What’s the difference between a private pension and a workplace pension?
In a nutshell, the biggest difference is who sets them up. A workplace pension is set up by your employer with no input by you, whereas a private pension (also known as a ‘personal pension’) is set up by you with no input from your employer.
Both these pensions allow you to save for retirement, and you’ll have some say in how much you can pay in. With a workplace pension, you’ll have a minimum contribution amount of 5% of your salary which is deducted from your paycheck before tax each month. Your employer will also pay into a workplace pension, and by law, their minimum contribution amount is 3% - this makes your total monthly contribution at least 8% of your salary.
If you’ve opted out of a workplace pension, then you won’t get this additional contribution from your employer.
Can I have a workplace and a personal pension?
Yes, you can absolutely have a workplace and personal pension.
In fact, you could use your workplace pension to help top up the state pension, and then use a personal pension for added flexibility when saving for your future. When you understand how each pension works, it can be much easier to figure out how to use them together or know which one is best for you, if you only want one.
What type of workplace pensions are there?
There are lots of pension providers (and each of them may invest your money slightly differently), but typically, there are three types of pension schemes:
- Defined contribution pension– the most common pension type, where your pension is determined by how much you and your employer put in and how the investments performed.

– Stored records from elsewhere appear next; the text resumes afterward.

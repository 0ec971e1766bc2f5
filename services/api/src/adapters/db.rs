//! services/api/src/adapters/db.rs
//!
//! This module contains the database adapter, which is the concrete implementation
//! of the `SessionRepository` port from the `core` crate. The whole session
//! collection lives as one JSONB document in a key-value table in PostgreSQL.

use async_trait::async_trait;
use research_assistant_core::domain::Session;
use research_assistant_core::ports::{PortError, PortResult, SessionRepository};
use sqlx::types::Json;
use sqlx::{FromRow, PgPool};

/// Key under which the session collection is stored.
const SESSIONS_KEY: &str = "perplexica_lite_sessions";

//=========================================================================================
// The Main Adapter Struct
//=========================================================================================

/// A database adapter that implements the `SessionRepository` port.
#[derive(Clone)]
pub struct DbAdapter {
    pool: PgPool,
}

impl DbAdapter {
    /// Creates a new `DbAdapter`.
    pub fn new(pool: PgPool) -> Self {
        Self { pool }
    }

    /// A helper function to run database migrations at startup.
    pub async fn run_migrations(&self) -> Result<(), sqlx::migrate::MigrateError> {
        sqlx::migrate!("./migrations").run(&self.pool).await
    }
}

//=========================================================================================
// "Impure" Database Record Structs
//=========================================================================================

#[derive(FromRow)]
struct SnapshotRecord {
    payload: Json<Vec<Session>>,
}
impl SnapshotRecord {
    fn to_domain(self) -> Vec<Session> {
        self.payload.0
    }
}

//=========================================================================================
// `SessionRepository` Trait Implementation
//=========================================================================================

#[async_trait]
impl SessionRepository for DbAdapter {
    async fn load(&self) -> PortResult<Vec<Session>> {
        let record = sqlx::query_as::<_, SnapshotRecord>(
            "SELECT payload FROM session_snapshots WHERE key = $1",
        )
        .bind(SESSIONS_KEY)
        .fetch_optional(&self.pool)
        .await
        .map_err(|e| PortError::Unexpected(e.to_string()))?;

        Ok(record.map(SnapshotRecord::to_domain).unwrap_or_default())
    }

    async fn save(&self, sessions: &[Session]) -> PortResult<()> {
        sqlx::query(
            "INSERT INTO session_snapshots (key, payload, updated_at) VALUES ($1, $2, NOW()) \
             ON CONFLICT (key) DO UPDATE SET payload = EXCLUDED.payload, updated_at = EXCLUDED.updated_at",
        )
        .bind(SESSIONS_KEY)
        .bind(Json(sessions))
        .execute(&self.pool)
        .await
        .map_err(|e| PortError::Unexpected(e.to_string()))?;
        Ok(())
    }
}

- Defined benefit pension– where your retirement benefits are based on your earnings and how long you’ve been a member of the scheme
- Cash balance plans – these are a mixture of defined contribution and benefit schemes.
The type of pension scheme you’re enrolled in will depend on your employer, as defined benefit and cash balance plans often aren’t available through private pensions.
How do private pensions work?
Private pensions work similarly to a defined contribution workplace pension. This means that you’ll get out what you put in, plus tax-relief and any investment gains.
One of the key differences between workplace pensions and personal pensions is tax relief. With a workplace pension, your contribution is taken before tax which can reduce the overall tax you pay on your salary.
However, with a personal pension, your contributions typically happen after tax.
To make up for this – and to encourage you to save for the future – the government give you tax relief for paying into a private pension. At Wealthify, we’ll automatically claim this at the basic rate and add it to your personal pension immediately, meaning there’s no need to deal with HMRC.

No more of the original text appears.